Cognitive and Behavioral Predictors of Light Therapy Use

University of Granada, Spain
PLoS ONE (Impact Factor: 3.23). 06/2012; 7(6):e39275. DOI: 10.1371/journal.pone.0039275
Source: PubMed


Although light therapy is effective in the treatment of seasonal affective disorder (SAD) and other mood disorders, only 53-79% of individuals with SAD meet remission criteria after light therapy. Perhaps more importantly, only 12-41% of individuals with SAD continue to use the treatment even after a previous winter of successful treatment.

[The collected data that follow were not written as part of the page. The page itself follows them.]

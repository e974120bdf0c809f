//! Chat completion HTTP client
//!
//! Talks to any OpenAI-compatible `/chat/completions` endpoint; the
//! default configuration points at Groq.

use reqwest::Client;
use tracing::{debug, info, warn};

use aw_core::LlmConfig;

use crate::error::{LlmError, Result};
use crate::prompt::{dialogue_prompt, system_prompt, DialogueStyle};
use crate::types::{ChatCompletionRequest, ChatCompletionResponse, ChatMessage};

/// OpenAI-compatible chat completion client
#[derive(Clone)]
pub struct LlmClient {
    client: Client,
    api_key: String,
    model: String,
    base_url: String,
}

impl LlmClient {
    /// Create a new LLM client.
    pub fn new(config: &LlmConfig) -> Result<Self> {
        if config.api_key.is_empty() {
            return Err(LlmError::CredentialMissing);
        }

        let client = Client::builder()
            .timeout(std::time::Duration::from_secs(30))
            .build()?;

        Ok(Self {
            client,
            api_key: config.api_key.clone(),
            model: config.model.clone(),
            base_url: config.base_url.trim_end_matches('/').to_string(),
        })
    }

    /// Send a chat completion request and return the first choice's text.
    pub async fn complete(&self, request: ChatCompletionRequest) -> Result<String> {
        let url = format!("{}/chat/completions", self.base_url);

        debug!("Sending chat completion request: model={}", request.model);

        let response = self
            .client
            .post(&url)
            .bearer_auth(&self.api_key)
            .header("content-type", "application/json")
            .json(&request)
            .send()
            .await?;

        let status = response.status();
        let body = response.text().await?;

        if !status.is_success() {
            warn!("LLM API error: {} - {}", status, body);
            return Err(LlmError::Api {
                status: status.as_u16(),
                body,
            });
        }

        let parsed: ChatCompletionResponse = serde_json::from_str(&body)?;
        let choice = parsed.choices.into_iter().next().ok_or(LlmError::EmptyResponse)?;

        info!(
            "Chat completion: finish_reason={:?}, tokens={}",
            choice.finish_reason,
            parsed.usage.map(|u| u.completion_tokens).unwrap_or(0)
        );

        Ok(choice.message.content)
    }

    /// Generate a two-host dialogue script for an article.
    pub async fn generate_script(
        &self,
        article_text: &str,
        style: DialogueStyle,
    ) -> Result<String> {
        let request = ChatCompletionRequest {
            model: self.model.clone(),
            messages: vec![
                ChatMessage::system(system_prompt(style)),
                ChatMessage::user(dialogue_prompt(article_text, style)),
            ],
            temperature: Some(0.8),
            max_tokens: Some(800),
        };

        let script = self.complete(request).await?;
        info!("Script generated: {} characters", script.chars().count());
        Ok(script)
    }
}
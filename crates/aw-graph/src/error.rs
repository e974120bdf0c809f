//! Error types for aw-graph

use thiserror::Error;

/// aw-graph error type
#[derive(Error, Debug)]
pub enum GraphError {
    #[error("Graph API returned {status}: {body}")]
    Transport { status: u16, body: String },

    #[error("HTTP request failed: {0}")]
    Http(#[from] reqwest::Error),

    #[error("Malformed Teams URL: {0}")]
    MalformedUrl(String),

    #[error("Could not extract {0} from URL")]
    MissingField(&'static str),

    #[error("No team is provisioned for group {0}")]
    TeamNotFound(String),

    #[error("Graph access token is not configured")]
    CredentialMissing,

    #[error("JSON error: {0}")]
    Json(#[from] serde_json::Error),

    #[error("Failed to write messages: {0}")]
    Export(String),
}

/// Result type alias
pub type Result<T> = std::result::Result<T, GraphError>;

/// Truncate a response body for error reporting.
pub(crate) fn body_snippet(body: &str) -> String {
    const MAX: usize = 200;
    if body.chars().count() > MAX {
        let truncated: String = body.chars().take(MAX).collect();
        format!("{}...", truncated)
    } else {
        body.to_string()
    }
}

#[cfg(test)]
mod tests {
    use super::*;

    #[test]
    fn test_body_snippet_short() {
        assert_eq!(body_snippet("short body"), "short body");
    }

    #[test]
    fn test_body_snippet_truncates() {
        let long = "x".repeat(500);
        let snippet = body_snippet(&long);
        assert_eq!(snippet.len(), 203);
        assert!(snippet.ends_with("..."));
    }
}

Participants completed surveys regarding (1) social, cognitive, and behavioral variables used to evaluate treatment adherence for other health-related issues, expectations and credibility of light therapy, (2) a depression symptoms scale, and (3) self-reported light therapy use.
Individuals age 18 or older responded (n = 40), all reporting having been diagnosed with a mood disorder for which light therapy is indicated. Social support and self-efficacy scores were predictive of light therapy use (p's<.05).
The findings suggest that testing social support and self-efficacy in a diagnosed patient population may identify factors related to the decision to use light therapy. Treatments that impact social support and self-efficacy may improve treatment response to light therapy in SAD.